Lufthansa hangar

Lufthansa hangar

The reception hall of Munich-Riem Airport was called the Wappenhalle. Built in 1939, the Wappenhalle could only be put into operation as such in 1951 due to the Second World War.

In July 1963 the board of directors of Flughafen München GmbH gave the green light for the construction of the Lufthansa maintenance hangar for the Eurojet (Boing 727). The architect for the hangar was Rolf Zuleger.

After only 1.5 years of construction, the Lufthansa hangar at Munich Airport was opened on October 25, 1965.

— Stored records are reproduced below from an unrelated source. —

//! Streaming PNG decode into a caller-supplied raster.

use std::io::{Read, Seek};

use crate::info::{ImageDescriptor, read_header};
use crate::interlace::PassPlan;
use crate::pixel::{BitDepth, PixelFormat, convert_row};
use crate::raster::Raster;
use crate::stream::SourceStream;
use crate::{CodecError, Limits, negotiate};

/// Result of a successful decode.
#[derive(Clone, Debug, PartialEq)]
pub struct DecodeOutput {
    /// Dimensions and the format rows were written in.
    pub descriptor: ImageDescriptor,
}

impl DecodeOutput {
    /// Image width in pixels (convenience accessor).
    pub fn width(&self) -> u32 {
        self.descriptor.width
    }

    /// Image height in pixels (convenience accessor).
    pub fn height(&self) -> u32 {
        self.descriptor.height
    }
}

/// PNG decode request builder.
///
/// # Example
///
/// ```no_run
/// use std::fs::File;
/// use pngstream::{DecodeRequest, PixelBuffer, PixelFormat};
///
/// let mut file = File::open("photo.png")?;
/// let mut dest = PixelBuffer::new(640, 480, PixelFormat::RGBA8);
/// let output = DecodeRequest::new(&mut file)
///     .with_target_format(PixelFormat::RGBA8)
///     .decode_into(&mut dest)?;
/// println!("{}x{}", output.width(), output.height());
/// # Ok::<(), pngstream::CodecError>(())
/// ```
pub struct DecodeRequest<'a, R> {
    stream: &'a mut R,
    offset: (i64, i64),
    target: Option<PixelFormat>,
    limits: Option<&'a Limits>,
}

impl<'a, R: Read + Seek> DecodeRequest<'a, R> {
    /// Decode from the current position of `stream`.
    ///
    /// Rows land at the destination origin in the negotiated format.
    pub fn new(stream: &'a mut R) -> Self {
        Self {
            stream,
            offset: (0, 0),
            target: None,
            limits: None,
        }
    }

    /// Place image row 0, column 0 at `(x, y)` of the destination.
    pub fn with_offset(mut self, x: i64, y: i64) -> Self {
        self.offset = (x, y);
        self
    }

    /// Write rows in `format` instead of the format negotiated from the header.
    pub fn with_target_format(mut self, format: PixelFormat) -> Self {
        self.target = Some(format);
        self
    }

    /// Set resource limits.
    pub fn with_limits(mut self, limits: &'a Limits) -> Self {
        self.limits = Some(limits);
        self
    }

    /// Decode every row into `destination`.
    ///
    /// On failure, rows already written stay written.
    pub fn decode_into<D: Raster + ?Sized>(
        self,
        destination: &mut D,
    ) -> Result<DecodeOutput, CodecError> {
        let mut source = SourceStream::new(&mut *self.stream);
        let start = source.position()?;
        let (_, mut descriptor) = read_header(&mut source, self.limits)?;

        let wire = descriptor.pixel_format.clone();
        let target = self.target.unwrap_or_else(|| wire.clone());
        let (width, height) = (descriptor.width, descriptor.height);

        let row_bytes = wire.row_bytes(width) as u64 + target.row_bytes(width) as u64 * 2;
        if let Some(limits) = self.limits {
            limits.check_row_buffers(row_bytes)?;
        }

        source.rewind_to(start)?;
        let mut decoder = png::Decoder::new_with_limits(
            source,
            self.limits.map(Limits::to_png).unwrap_or_default(),
        );
        decoder.set_transformations(png::Transformations::EXPAND);
        let mut reader = decoder.read_info().map_err(CodecError::from_decoding)?;

        let (color_type, bit_depth) = reader.output_color_type();
        let wire_depth = match bit_depth {
            png::BitDepth::Sixteen => BitDepth::Sixteen,
            _ => BitDepth::Eight,
        };
        if negotiate::layout_of(color_type) != wire.layout || wire_depth != wire.depth {
            return Err(CodecError::bitstream(format!(
                "decoder produces {:?}/{:?}, header promised {}",
                color_type, bit_depth, wire
            )));
        }

        let plan = PassPlan::new(descriptor.interlaced);
        let (ox, oy) = self.offset;
        if ox.checked_add(i64::from(width)).is_none() || oy.checked_add(i64::from(height)).is_none() {
            return Err(CodecError::InvalidInput(format!(
                "offset ({}, {}) overflows for a {}x{} image",
                ox, oy, width, height
            )));
        }
        let target_bpp = target.bytes_per_pixel();

        let mut packed = vec![0u8; wire.row_bytes(width)];
        let mut converted = vec![0u8; target.row_bytes(width)];
        let mut row = vec![0u8; target.row_bytes(width)];
        let mut first = true;

        for pass in plan.passes() {
            if pass.is_empty(width, height) {
                continue;
            }
            let columns = pass.columns(width);
            log::trace!(
                "pass {}/{}: {} columns, {} rows",
                pass.index,
                plan.len(),
                columns,
                pass.rows(height)
            );

            for y in 0..height {
                let in_pass = pass.contains_row(y);
                if !first && !in_pass {
                    continue;
                }
                let dest_y = oy + i64::from(y);

                if first {
                    row.fill(0);
                } else {
                    destination.read_row(ox, dest_y, width, &target, &mut row)?;
                }

                if in_pass {
                    let sub = &mut packed[..wire.row_bytes(columns)];
                    reader
                        .read_row(sub)
                        .map_err(CodecError::from_decoding)?
                        .ok_or_else(|| CodecError::bitstream("image data ended early"))?;
                    if wire.depth == BitDepth::Sixteen {
                        be_to_native(sub);
                    }
                    let out = &mut converted[..target.row_bytes(columns)];
                    convert_row(&wire, sub, &target, out, columns);
                    pass.scatter(out, &mut row, target_bpp);
                }

                destination.write_row(ox, dest_y, width, &target, &row)?;
            }
            first = false;
        }

        reader.finish().map_err(CodecError::from_decoding)?;
        log::trace!("decoded {}x{} as {}", width, height, target);

        descriptor.pixel_format = target;
        Ok(DecodeOutput { descriptor })
    }
}

/// Decode a PNG stream into `destination` with its top-left pixel at `offset`.
///
/// `target` overrides the format rows are written in. Returns the image
/// width and height.
pub fn decode<R, D>(
    stream: &mut R,
    destination: &mut D,
    offset: (i64, i64),
    target: Option<PixelFormat>,
) -> Result<(u32, u32), CodecError>
where
    R: Read + Seek,
    D: Raster + ?Sized,
{
    let mut request = DecodeRequest::new(stream).with_offset(offset.0, offset.1);
    if let Some(format) = target {
        request = request.with_target_format(format);
    }
    let output = request.decode_into(destination)?;
    Ok((output.width(), output.height()))
}

/// Swap big-endian 16-bit samples to native order in place.
fn be_to_native(samples: &mut [u8]) {
    for pair in samples.chunks_exact_mut(2) {
        let v = u16::from_be_bytes([pair[0], pair[1]]);
        pair.copy_from_slice(&v.to_ne_bytes());
    }
}

#[cfg(test)]
mod tests {
    use super::*;
    use crate::pixel::PixelBuffer;
    use std::io::Cursor;

    fn encode_gray8(width: u32, height: u32, pixels: &[u8]) -> Vec<u8> {
        let mut out = Vec::new();
        let mut encoder = png::Encoder::new(&mut out, width, height);
        encoder.set_color(png::ColorType::Grayscale);
        encoder.set_depth(png::BitDepth::Eight);
        let mut writer = encoder.write_header().unwrap();
        writer.write_image_data(pixels).unwrap();
        writer.finish().unwrap();
        out
    }

    #[test]
    fn builder_pattern() {
        let mut cursor = Cursor::new(Vec::new());
        let request = DecodeRequest::new(&mut cursor)
            .with_offset(3, -2)
            .with_target_format(PixelFormat::RGB8);
        assert_eq!(request.offset, (3, -2));
        assert_eq!(request.target, Some(PixelFormat::RGB8));
    }

    #[test]
    fn decodes_at_offset() {
        let png = encode_gray8(2, 2, &[1, 2, 3, 4]);
        let mut dest = PixelBuffer::new(4, 4, PixelFormat::GRAY8);
        let dims = decode(&mut Cursor::new(png), &mut dest, (1, 2), None).unwrap();
        assert_eq!(dims, (2, 2));
        assert_eq!(dest.row(2).unwrap(), &[0, 1, 2, 0]);
        assert_eq!(dest.row(3).unwrap(), &[0, 3, 4, 0]);
    }

    #[test]
    fn target_format_overrides() {
        let png = encode_gray8(2, 1, &[0, 255]);
        let mut dest = PixelBuffer::new(2, 1, PixelFormat::RGBA8);
        let out = DecodeRequest::new(&mut Cursor::new(png))
            .with_target_format(PixelFormat::RGBA8)
            .decode_into(&mut dest)
            .unwrap();
        assert_eq!(out.descriptor.pixel_format, PixelFormat::RGBA8);
        assert_eq!(dest.as_bytes(), &[0, 0, 0, 255, 255, 255, 255, 255]);
    }

    #[test]
    fn out_of_bounds_destination_fails() {
        let png = encode_gray8(2, 2, &[1, 2, 3, 4]);
        let mut dest = PixelBuffer::new(2, 1, PixelFormat::GRAY8);
        let err = decode(&mut Cursor::new(png), &mut dest, (0, 0), None).unwrap_err();
        assert!(matches!(err, CodecError::Raster(_)));
        // First row was delivered before the failure.
        assert_eq!(dest.row(0).unwrap(), &[1, 2]);
    }

    #[test]
    fn overflowing_offset_is_rejected_before_writes() {
        let png = encode_gray8(2, 2, &[1, 2, 3, 4]);
        let mut dest = PixelBuffer::new(4, 4, PixelFormat::GRAY8);
        for offset in [(i64::MAX, 0), (0, i64::MAX - 1)] {
            let err = decode(&mut Cursor::new(&png), &mut dest, offset, None).unwrap_err();
            assert!(matches!(err, CodecError::InvalidInput(_)), "{:?}", offset);
        }
        assert!(dest.as_bytes().iter().all(|&b| b == 0));
    }

    #[test]
    fn swaps_sixteen_bit_samples() {
        let mut samples = [0x12, 0x34, 0xAB, 0xCD];
        be_to_native(&mut samples);
        assert_eq!(u16::from_ne_bytes([samples[0], samples[1]]), 0x1234);
        assert_eq!(u16::from_ne_bytes([samples[2], samples[3]]), 0xABCD);
    }
}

The Lufthansa hangar, which cost around 10 million marks (around 5.1 million euros), was 101 meters long and 63.5 meters wide. The roof of the 16 meter high maintenance hall was supported by steel cables that were tensioned through four pylons. The pylons with a length of 39.5 meters were anchored ten meters deep in the ground by large concrete foundations. The approx. 45 meters of cable tensioning each carried the approximately 320 tons of the entire roof structure.

After the closure of the Riem airport, the Lufthansa maintenance hall was originally supposed to be integrated into the new exhibition center. However, since asbestos was also used in the Lufthansa hangar, renovation probably did not seem profitable, which is why the Lufthansa hangar in Riem was blown up on November 9, 1996 at 3:06 p.m.